[Instructions to follow]: Tally the lines below that contain "bool". The number is the whole answer.

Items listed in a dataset

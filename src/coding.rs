// Copyright (c) 2024-present, tuple-archive contributors
// This source code is licensed under both the Apache 2.0 and MIT License
// (found in the LICENSE-* files in the repository)

//! Shared serialization traits, used by [`crate::value`] to turn values into
//! the `valueObject` byte form stored in the `id: bytes[24]` row column.

use crate::error::{ValueDecodingError, ValueEncodingError};
use std::io::{Read, Write};

/// Trait for types that serialize into the value-object byte form.
pub trait Encode {
    /// Serializes `self` into `writer`.
    fn encode_into<W: Write>(&self, writer: &mut W) -> Result<(), ValueEncodingError>;

    /// Serializes `self` into a freshly allocated vector.
    fn encode_into_vec(&self) -> Result<Vec<u8>, ValueEncodingError> {
        let mut buf = Vec::new();
        self.encode_into(&mut buf)?;
        Ok(buf)
    }
}

/// Trait for types that deserialize from the value-object byte form.
pub trait Decode: Sized {
    /// Deserializes a value from `reader`, consuming exactly its encoded
    /// bytes and no more.
    fn decode_from<R: Read>(reader: &mut R) -> Result<Self, ValueDecodingError>;
}
// Copyright (c) 2024-present, tuple-archive contributors
// This source code is licensed under both the Apache 2.0 and MIT License
// (found in the LICENSE-* files in the repository)

//! The columnar writer (spec §4.4): a buffered, single-writer state
//! machine that rolls week/year partitions as tuple time advances and
//! renames their provisional directories into their id-range-encoded
//! final names.
//!
//! Both partition directories start under a fixed provisional name
//! (`year_temp`, and within it `week_temp`) and are renamed into their
//! final `encode(min)_encode(max)[_YYYY]` form only once they are known to
//! be complete — on a week or year roll, or at [`ColumnarWriter::finish`].
//! Renaming the still-provisional year directory after its last week has
//! already been renamed moves that week along with it, since a directory
//! rename is just a rename of its whole subtree.

use crate::error::Result;
use crate::id::{MappingStore, NewIdFlags};
use crate::partition::{PartitionKey, WeekRange, YearRange};
use crate::row::{Row, RowWriter, WriterSettings};
use crate::tuple::Tuple;
use chrono::Datelike;
use std::path::{Path, PathBuf};
use std::sync::Arc;

const WEEK_SECONDS: i64 = 604_800;
const YEAR_TEMP_NAME: &str = "year_temp";
const WEEK_TEMP_NAME: &str = "week_temp";
const DATA_FILE_NAME: &str = "data.parquet";

fn year_of(unix_seconds: i64) -> i32 {
    chrono::DateTime::from_timestamp(unix_seconds, 0)
        .map(|dt| dt.year())
        .unwrap_or(1970)
}

struct OpenWeek {
    row_writer: RowWriter,
    year_dir: PathBuf,
    week_dir: PathBuf,
    week_min: PartitionKey,
    year_min: PartitionKey,
    next_chunk_timestamp: i64,
    prev_tuple_year: i32,
}

/// Owns the single mutable writer state entered only from
/// [`crate::store::ArchiveStore::put`] (spec §5: single-writer core).
pub struct ColumnarWriter {
    archive_root: PathBuf,
    mapping: Arc<MappingStore>,
    settings: WriterSettings,
    open: Option<OpenWeek>,
}

impl ColumnarWriter {
    pub fn new(archive_root: PathBuf, mapping: Arc<MappingStore>, settings: WriterSettings) -> Self {
        Self {
            archive_root,
            mapping,
            settings,
            open: None,
        }
    }

    /// Writes one tuple, rolling week/year partitions first if its `time`
    /// has crossed the current week's boundary.
    pub fn write_tuple(&mut self, tuple: &Tuple) -> Result<()> {
        // Snapshot the highest id allocated in each role *before* this
        // tuple's own ids are resolved: a roll triggered by this tuple
        // closes out the *previous* week/year, whose Pmax must not
        // already include whatever this tuple is about to introduce.
        let max_key_before = self.mapping.current_max_key();
        let (key, new_flags) = self
            .mapping
            .resolve_tuple(&tuple.item, &tuple.property, &tuple.context);

        match &self.open {
            None => self.open_first_week(tuple.time, key)?,
            Some(open) if tuple.time >= open.next_chunk_timestamp => {
                self.roll(tuple.time, new_flags, max_key_before)?;
            }
            Some(_) => {}
        }

        let open = self.open.as_mut().expect("week opened above");
        let row = Row {
            id: key.to_bytes(),
            time: tuple.time,
            seq_nr: tuple.seq_nr,
            value: tuple.value.clone(),
        };
        open.row_writer.write_row(row)?;
        open.prev_tuple_year = year_of(tuple.time);
        Ok(())
    }

    fn open_first_week(&mut self, first_time: i64, first_key: PartitionKey) -> Result<()> {
        let year_dir = self.archive_root.join(YEAR_TEMP_NAME);
        let week_dir = year_dir.join(WEEK_TEMP_NAME);
        std::fs::create_dir_all(&week_dir)?;
        let row_writer = RowWriter::create(&week_dir.join(DATA_FILE_NAME), self.settings)?;
        self.open = Some(OpenWeek {
            row_writer,
            year_dir,
            week_dir,
            week_min: first_key,
            year_min: first_key,
            next_chunk_timestamp: first_time + WEEK_SECONDS,
            prev_tuple_year: year_of(first_time),
        });
        Ok(())
    }

    /// Closes the current week, renames it (and its year, if the year also
    /// changed), and opens a fresh week for `new_tuple_time`. `max_key` is
    /// the highest id allocated in each role *before* the triggering
    /// tuple's own ids were resolved (see [`Self::write_tuple`]).
    fn roll(&mut self, new_tuple_time: i64, new_flags: NewIdFlags, max_key: PartitionKey) -> Result<()> {
        let open = self.open.take().expect("roll called without an open week");
        let new_tuple_year = year_of(new_tuple_time);
        let year_changed = new_tuple_year != open.prev_tuple_year;

        open.row_writer.finish()?;
        let week_range = WeekRange {
            min: open.week_min,
            max: max_key,
        };
        rename_into(&open.year_dir, &open.week_dir, &week_range.dir_name())?;

        let mut year_dir = open.year_dir;
        if year_changed {
            let year_range = YearRange {
                min: open.year_min,
                max: max_key,
                year: open.prev_tuple_year,
            };
            rename_into(&self.archive_root, &year_dir, &year_range.dir_name())?;
            year_dir = self.archive_root.join(YEAR_TEMP_NAME);
        }

        let week_min = bump(max_key, new_flags);
        let year_min = if year_changed { week_min } else { open.year_min };

        let week_dir = year_dir.join(WEEK_TEMP_NAME);
        std::fs::create_dir_all(&week_dir)?;
        let row_writer = RowWriter::create(&week_dir.join(DATA_FILE_NAME), self.settings)?;

        self.open = Some(OpenWeek {
            row_writer,
            year_dir,
            week_dir,
            week_min,
            year_min,
            next_chunk_timestamp: new_tuple_time + WEEK_SECONDS,
            prev_tuple_year: new_tuple_year,
        });
        Ok(())
    }

    /// Finalizes the current week and its enclosing year (if any tuple was
    /// ever written), the same way an ordinary roll would, but without
    /// opening a new week afterwards.
    pub fn finish(mut self) -> Result<()> {
        if let Some(open) = self.open.take() {
            let max_key = self.mapping.current_max_key();
            open.row_writer.finish()?;
            let week_range = WeekRange {
                min: open.week_min,
                max: max_key,
            };
            rename_into(&open.year_dir, &open.week_dir, &week_range.dir_name())?;

            let year_range = YearRange {
                min: open.year_min,
                max: max_key,
                year: open.prev_tuple_year,
            };
            rename_into(&self.archive_root, &open.year_dir, &year_range.dir_name())?;
        }
        self.mapping.flush()
    }
}

/// Renames `dir` (a child of `parent`) to `new_name`, still under `parent`.
///
/// A later `put` can allocate ids that fall back inside an id range an
/// earlier `put` already finalized under this same name (e.g. a week or
/// year reusing ids already seen this calendar year); in that case `dir`
/// can't simply replace the existing, non-empty target (`fs::rename` onto
/// a non-empty directory fails with `ENOTEMPTY` on most platforms). When
/// the target already exists, merge `dir`'s contents into it instead,
/// giving any colliding data file a fresh unique name rather than
/// overwriting it.
fn rename_into(parent: &Path, dir: &Path, new_name: &str) -> Result<()> {
    let target = parent.join(new_name);
    if !target.exists() {
        std::fs::rename(dir, target)?;
        return Ok(());
    }
    merge_directory_into(dir, &target)?;
    std::fs::remove_dir_all(dir)?;
    Ok(())
}

/// Moves every entry of `src` into `dst`, recursing into subdirectories
/// that collide by name and giving colliding files a fresh unique name
/// under their shared parent (spec §4.4: partition directories may be
/// revisited by a later `put`, but every data file they ever wrote must
/// stay readable).
fn merge_directory_into(src: &Path, dst: &Path) -> Result<()> {
    for entry in std::fs::read_dir(src)? {
        let entry = entry?;
        let name = entry.file_name();
        let dst_path = dst.join(&name);
        if entry.path().is_dir() {
            if dst_path.exists() {
                merge_directory_into(&entry.path(), &dst_path)?;
                std::fs::remove_dir_all(entry.path())?;
            } else {
                std::fs::rename(entry.path(), dst_path)?;
            }
        } else if dst_path.exists() {
            let unique_name = unique_file_name(dst, &name);
            std::fs::rename(entry.path(), dst.join(unique_name))?;
        } else {
            std::fs::rename(entry.path(), dst_path)?;
        }
    }
    Ok(())
}

/// Picks a name of the form `<stem>-1.<ext>`, `<stem>-2.<ext>`, ... not
/// already present in `dir`, preserving `original`'s extension.
fn unique_file_name(dir: &Path, original: &std::ffi::OsStr) -> PathBuf {
    let original = original.to_string_lossy();
    let (stem, ext) = original.split_once('.').unwrap_or((original.as_ref(), ""));
    let mut n = 1u32;
    loop {
        let candidate = if ext.is_empty() {
            format!("{stem}-{n}")
        } else {
            format!("{stem}-{n}.{ext}")
        };
        if !dir.join(&candidate).exists() {
            return PathBuf::from(candidate);
        }
        n += 1;
    }
}

/// The next partition's starting key: `max` bumped by one in each role the
/// partition's first tuple newly allocated, unchanged otherwise (spec
/// §4.4's week-roll formula, reused identically for the enclosing year).
fn bump(max: PartitionKey, flags: NewIdFlags) -> PartitionKey {
    PartitionKey::new(
        max.item_id + u64::from(flags.item),
        max.property_id + u64::from(flags.property),
        max.context_id + u64::from(flags.context),
    )
}

#[cfg(test)]
mod tests {
    use super::*;
    use crate::id::MappingStore;
    use crate::value::Value;
    use tempfile::tempdir;

    fn sample(item: &str, property: &str, time: i64) -> Tuple {
        Tuple::new(item, property, "ctx", time, 0, Value::Int32(1))
    }

    #[test]
    fn single_week_finishes_into_one_dated_directory() {
        let dir = tempdir().unwrap();
        let mapping = Arc::new(MappingStore::open(&dir.path().join("metadata")).unwrap());
        let mut writer = ColumnarWriter::new(dir.path().to_path_buf(), mapping, WriterSettings::default());
        writer.write_tuple(&sample("http://i1", "http://p1", 1_700_000_000)).unwrap();
        writer.write_tuple(&sample("http://i1", "http://p2", 1_700_000_100)).unwrap();
        writer.finish().unwrap();

        let year_dirs: Vec<_> = std::fs::read_dir(dir.path())
            .unwrap()
            .map(|e| e.unwrap().file_name().to_string_lossy().to_string())
            .filter(|n| n != "metadata")
            .collect();
        assert_eq!(year_dirs.len(), 1);
        assert!(YearRange::parse(&year_dirs[0]).is_some());
    }

    #[test]
    fn week_roll_produces_two_week_directories_under_one_year() {
        let dir = tempdir().unwrap();
        let mapping = Arc::new(MappingStore::open(&dir.path().join("metadata")).unwrap());
        let mut writer = ColumnarWriter::new(dir.path().to_path_buf(), mapping, WriterSettings::default());
        let base = 1_700_000_000i64;
        writer.write_tuple(&sample("http://i1", "http://p1", base)).unwrap();
        writer
            .write_tuple(&sample("http://i2", "http://p1", base + WEEK_SECONDS + 10))
            .unwrap();
        writer.finish().unwrap();

        let year_dirs: Vec<_> = std::fs::read_dir(dir.path())
            .unwrap()
            .map(|e| e.unwrap().path())
            .filter(|p| p.file_name().unwrap() != "metadata")
            .collect();
        assert_eq!(year_dirs.len(), 1);
        let week_dirs: Vec<_> = std::fs::read_dir(&year_dirs[0]).unwrap().collect();
        assert_eq!(week_dirs.len(), 2);
    }
}
// Copyright (c) 2024-present, tuple-archive contributors
// This source code is licensed under both the Apache 2.0 and MIT License
// (found in the LICENSE-* files in the repository)

//! The id mapper (spec §4.3): URI ↔ dense `u64` id, one table per role
//! (item / property / context), backed by a small two-column parquet file
//! under `metadata/`.
//!
//! Each [`MappingTable`] keeps its entire contents in memory — bootstrapped
//! from disk at [`MappingTable::open`] and rewritten atomically on
//! [`MappingTable::flush`] — rather than re-scanning the file on every
//! lookup. This is what lets `put` resolve ids through a single mutex
//! acquisition per tuple and still uphold the durability contract ("mapping
//! files updated" by the time `put` returns) without the O(n²) cost of
//! rewriting the file on every single new URI.

use crate::error::Result;
use crate::partition::PartitionKey;
use parquet::basic::Compression;
use parquet::data_type::{ByteArray, ByteArrayType, Int64Type};
use parquet::file::properties::WriterProperties;
use parquet::file::reader::{FileReader, SerializedFileReader};
use parquet::file::writer::SerializedFileWriter;
use std::collections::HashMap;
use std::fs::File;
use std::path::{Path, PathBuf};
use std::sync::{Arc, Mutex};

/// The three id-mapper roles, each with its own file and column names
/// (spec §6's `itemMapping.parquet` / `propertyMapping.parquet` /
/// `contextMapping.parquet`).
#[derive(Clone, Copy, Debug, PartialEq, Eq)]
pub enum Role {
    Item,
    Property,
    Context,
}

impl Role {
    fn file_name(self) -> &'static str {
        match self {
            Self::Item => "itemMapping.parquet",
            Self::Property => "propertyMapping.parquet",
            Self::Context => "contextMapping.parquet",
        }
    }

    fn id_column(self) -> &'static str {
        match self {
            Self::Item => "itemId",
            Self::Property => "propertyId",
            Self::Context => "contextId",
        }
    }

    fn value_column(self) -> &'static str {
        match self {
            Self::Item => "item",
            Self::Property => "property",
            Self::Context => "context",
        }
    }
}

struct Inner {
    by_value: HashMap<String, u64>,
    /// `by_id[0]` is unused filler; mapping ids start at 1 (spec §3).
    by_id: Vec<String>,
    next_id: u64,
    dirty: bool,
}

/// One role's URI ↔ id table, bootstrapped from and flushed back to its
/// mapping file.
pub struct MappingTable {
    path: PathBuf,
    role: Role,
    inner: Mutex<Inner>,
}

impl MappingTable {
    /// Loads `<archive_root>/metadata/<role file>`, creating it empty if
    /// absent, and replays it into the write-side map (§4.3's startup
    /// bootstrap, resolving §9's open question in favor of resuming ids
    /// across restarts rather than starting every process at 0).
    pub fn open(metadata_dir: &Path, role: Role) -> Result<Self> {
        let path = metadata_dir.join(role.file_name());
        let entries = if path.exists() {
            read_mapping_file(&path, role)?
        } else {
            Vec::new()
        };

        let mut by_value = HashMap::with_capacity(entries.len());
        let mut by_id = vec![String::new()];
        let mut max_id = 0u64;
        for (id, value) in entries {
            max_id = max_id.max(id);
            by_value.insert(value.clone(), id);
            if by_id.len() <= id as usize {
                by_id.resize(id as usize + 1, String::new());
            }
            by_id[id as usize] = value;
        }

        Ok(Self {
            path,
            role,
            inner: Mutex::new(Inner {
                by_value,
                by_id,
                next_id: max_id + 1,
                dirty: false,
            }),
        })
    }

    /// Looks up `value`'s id without allocating a new one.
    pub fn resolve(&self, value: &str) -> Option<u64> {
        self.inner.lock().unwrap().by_value.get(value).copied()
    }

    /// Looks up `value`'s id, allocating a fresh dense id on first sight
    /// (spec §4.3: "first sight of a URI in a role increments the counter
    /// and appends `(id, uri)`" — the append happens on the next
    /// [`Self::flush`], not eagerly per call).
    pub fn resolve_or_insert(&self, value: &str) -> u64 {
        self.resolve_or_insert_reporting_new(value).0
    }

    /// As [`Self::resolve_or_insert`], additionally reporting whether this
    /// call allocated a brand-new id — the columnar writer (§4.4) needs
    /// this to compute the next partition's starting key.
    pub fn resolve_or_insert_reporting_new(&self, value: &str) -> (u64, bool) {
        let mut inner = self.inner.lock().unwrap();
        if let Some(&id) = inner.by_value.get(value) {
            return (id, false);
        }
        let id = inner.next_id;
        inner.next_id += 1;
        inner.by_value.insert(value.to_string(), id);
        if inner.by_id.len() <= id as usize {
            inner.by_id.resize(id as usize + 1, String::new());
        }
        inner.by_id[id as usize] = value.to_string();
        inner.dirty = true;
        (id, true)
    }

    /// The next id this table would allocate; `next_id_peek() - 1` is the
    /// highest id allocated so far in this role (0 if none yet).
    pub fn next_id_peek(&self) -> u64 {
        self.inner.lock().unwrap().next_id
    }

    /// Reverse lookup, used to recover a property's URI from its id while
    /// iterating fetch results.
    pub fn reverse(&self, id: u64) -> Option<String> {
        let inner = self.inner.lock().unwrap();
        inner.by_id.get(id as usize).filter(|s| !s.is_empty()).cloned()
    }

    /// Rewrites the mapping file if any id was allocated since the last
    /// flush, via a temp file + rename so a crash mid-write cannot leave a
    /// half-written mapping file in place.
    pub fn flush(&self) -> Result<()> {
        let mut inner = self.inner.lock().unwrap();
        if !inner.dirty {
            return Ok(());
        }
        let tmp_path = self.path.with_extension("parquet.tmp");
        write_mapping_file(&tmp_path, self.role, &inner.by_id)?;
        std::fs::rename(&tmp_path, &self.path)?;
        inner.dirty = false;
        Ok(())
    }
}

fn mapping_schema_text(role: Role) -> String {
    format!(
        "message mapping {{ REQUIRED INT64 {}; REQUIRED BYTE_ARRAY {} (UTF8); }}",
        role.id_column(),
        role.value_column(),
    )
}

fn write_mapping_file(path: &Path, role: Role, by_id: &[String]) -> Result<()> {
    let schema = Arc::new(parquet::schema::parser::parse_message_type(
        &mapping_schema_text(role),
    )?);
    // Mapping files are small relative to data files (§4.3); uncompressed
    // avoids depending on a codec feature beyond the ZSTD one the row
    // writer already needs.
    let props = Arc::new(
        WriterProperties::builder()
            .set_compression(Compression::UNCOMPRESSED)
            .build(),
    );
    let file = File::create(path)?;
    let mut writer = SerializedFileWriter::new(file, schema, props)?;

    let ids: Vec<i64> = (1..by_id.len() as u64)
        .filter(|&id| !by_id[id as usize].is_empty())
        .map(|id| id as i64)
        .collect();
    let values: Vec<ByteArray> = (1..by_id.len() as u64)
        .filter(|&id| !by_id[id as usize].is_empty())
        .map(|id| ByteArray::from(by_id[id as usize].as_bytes().to_vec()))
        .collect();

    let mut row_group_writer = writer.next_row_group()?;
    if let Some(mut col) = row_group_writer.next_column()? {
        col.typed::<Int64Type>().write_batch(&ids, None, None)?;
        col.close()?;
    }
    if let Some(mut col) = row_group_writer.next_column()? {
        col.typed::<ByteArrayType>().write_batch(&values, None, None)?;
        col.close()?;
    }
    row_group_writer.close()?;
    writer.close()?;
    Ok(())
}

fn read_mapping_file(path: &Path, _role: Role) -> Result<Vec<(u64, String)>> {
    let file = File::open(path)?;
    let reader = SerializedFileReader::new(file)?;
    let metadata = reader.metadata();
    let mut out = Vec::new();

    for group_idx in 0..metadata.num_row_groups() {
        let num_rows = metadata.row_group(group_idx).num_rows() as usize;
        let row_group = reader.get_row_group(group_idx)?;

        let mut ids = vec![0i64; num_rows];
        if let parquet::column::reader::ColumnReader::Int64ColumnReader(mut r) =
            row_group.get_column_reader(0)?
        {
            r.read_records(num_rows, None, None, &mut ids)?;
        }

        let mut values = vec![ByteArray::default(); num_rows];
        if let parquet::column::reader::ColumnReader::ByteArrayColumnReader(mut r) =
            row_group.get_column_reader(1)?
        {
            r.read_records(num_rows, None, None, &mut values)?;
        }

        for i in 0..num_rows {
            let value = String::from_utf8(values[i].data().to_vec())
                .map_err(|_| crate::error::ValueDecodingError::InvalidUtf8)?;
            out.push((ids[i] as u64, value));
        }
    }

    Ok(out)
}

/// The three role tables, opened together at `ArchiveConfig::open`.
pub struct MappingStore {
    pub item: MappingTable,
    pub property: MappingTable,
    pub context: MappingTable,
}

impl MappingStore {
    pub fn open(metadata_dir: &Path) -> Result<Self> {
        std::fs::create_dir_all(metadata_dir)?;
        Ok(Self {
            item: MappingTable::open(metadata_dir, Role::Item)?,
            property: MappingTable::open(metadata_dir, Role::Property)?,
            context: MappingTable::open(metadata_dir, Role::Context)?,
        })
    }

    /// Flushes all three tables; called once at the end of every `put`.
    pub fn flush(&self) -> Result<()> {
        self.item.flush()?;
        self.property.flush()?;
        self.context.flush()?;
        Ok(())
    }

    /// Resolves (allocating as needed) the id-triple for one tuple, along
    /// with which roles were newly allocated — the columnar writer (§4.4)
    /// needs the latter to compute the next partition's starting key.
    pub fn resolve_tuple(&self, item: &str, property: &str, context: &str) -> (PartitionKey, NewIdFlags) {
        let (item_id, item_new) = self.item.resolve_or_insert_reporting_new(item);
        let (property_id, property_new) = self.property.resolve_or_insert_reporting_new(property);
        let (context_id, context_new) = self.context.resolve_or_insert_reporting_new(context);
        (
            PartitionKey::new(item_id, property_id, context_id),
            NewIdFlags {
                item: item_new,
                property: property_new,
                context: context_new,
            },
        )
    }

    /// `(item, property, context)` highest id allocated so far in each
    /// role (0 in a role where nothing has been allocated yet).
    pub fn current_max_key(&self) -> PartitionKey {
        PartitionKey::new(
            self.item.next_id_peek().saturating_sub(1),
            self.property.next_id_peek().saturating_sub(1),
            self.context.next_id_peek().saturating_sub(1),
        )
    }
}

/// Which roles of a just-resolved tuple id-triple were newly allocated.
#[derive(Clone, Copy, Debug)]
pub struct NewIdFlags {
    pub item: bool,
    pub property: bool,
    pub context: bool,
}

#[cfg(test)]
mod tests {
    use super::*;
    use tempfile::tempdir;

    #[test]
    fn first_sight_allocates_dense_ids_starting_at_one() {
        let dir = tempdir().unwrap();
        let table = MappingTable::open(dir.path(), Role::Item).unwrap();
        assert_eq!(table.resolve_or_insert("http://a"), 1);
        assert_eq!(table.resolve_or_insert("http://b"), 2);
        assert_eq!(table.resolve_or_insert("http://a"), 1);
    }

    #[test]
    fn flush_then_reopen_bootstraps_existing_ids_and_resumes_counter() {
        let dir = tempdir().unwrap();
        {
            let table = MappingTable::open(dir.path(), Role::Property).unwrap();
            assert_eq!(table.resolve_or_insert("http://p1"), 1);
            assert_eq!(table.resolve_or_insert("http://p2"), 2);
            table.flush().unwrap();
        }
        let table = MappingTable::open(dir.path(), Role::Property).unwrap();
        assert_eq!(table.resolve("http://p1"), Some(1));
        assert_eq!(table.resolve("http://p2"), Some(2));
        assert_eq!(table.reverse(1).as_deref(), Some("http://p1"));
        assert_eq!(table.resolve_or_insert("http://p3"), 3);
    }

    #[test]
    fn unflushed_inserts_do_not_rewrite_file() {
        let dir = tempdir().unwrap();
        let table = MappingTable::open(dir.path(), Role::Context).unwrap();
        assert!(!dir.path().join(Role::Context.file_name()).exists());
        table.resolve_or_insert("http://c1");
        assert!(!dir.path().join(Role::Context.file_name()).exists());
        table.flush().unwrap();
        assert!(dir.path().join(Role::Context.file_name()).exists());
    }

    #[test]
    fn mapping_store_opens_all_three_roles() {
        let dir = tempdir().unwrap();
        let metadata_dir = dir.path().join("metadata");
        let store = MappingStore::open(&metadata_dir).unwrap();
        assert_eq!(store.item.resolve_or_insert("http://item/1"), 1);
        assert_eq!(store.property.resolve_or_insert("http://prop/1"), 1);
        assert_eq!(store.context.resolve_or_insert("http://ctx/1"), 1);
        store.flush().unwrap();
    }
}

[Exercise output]: 5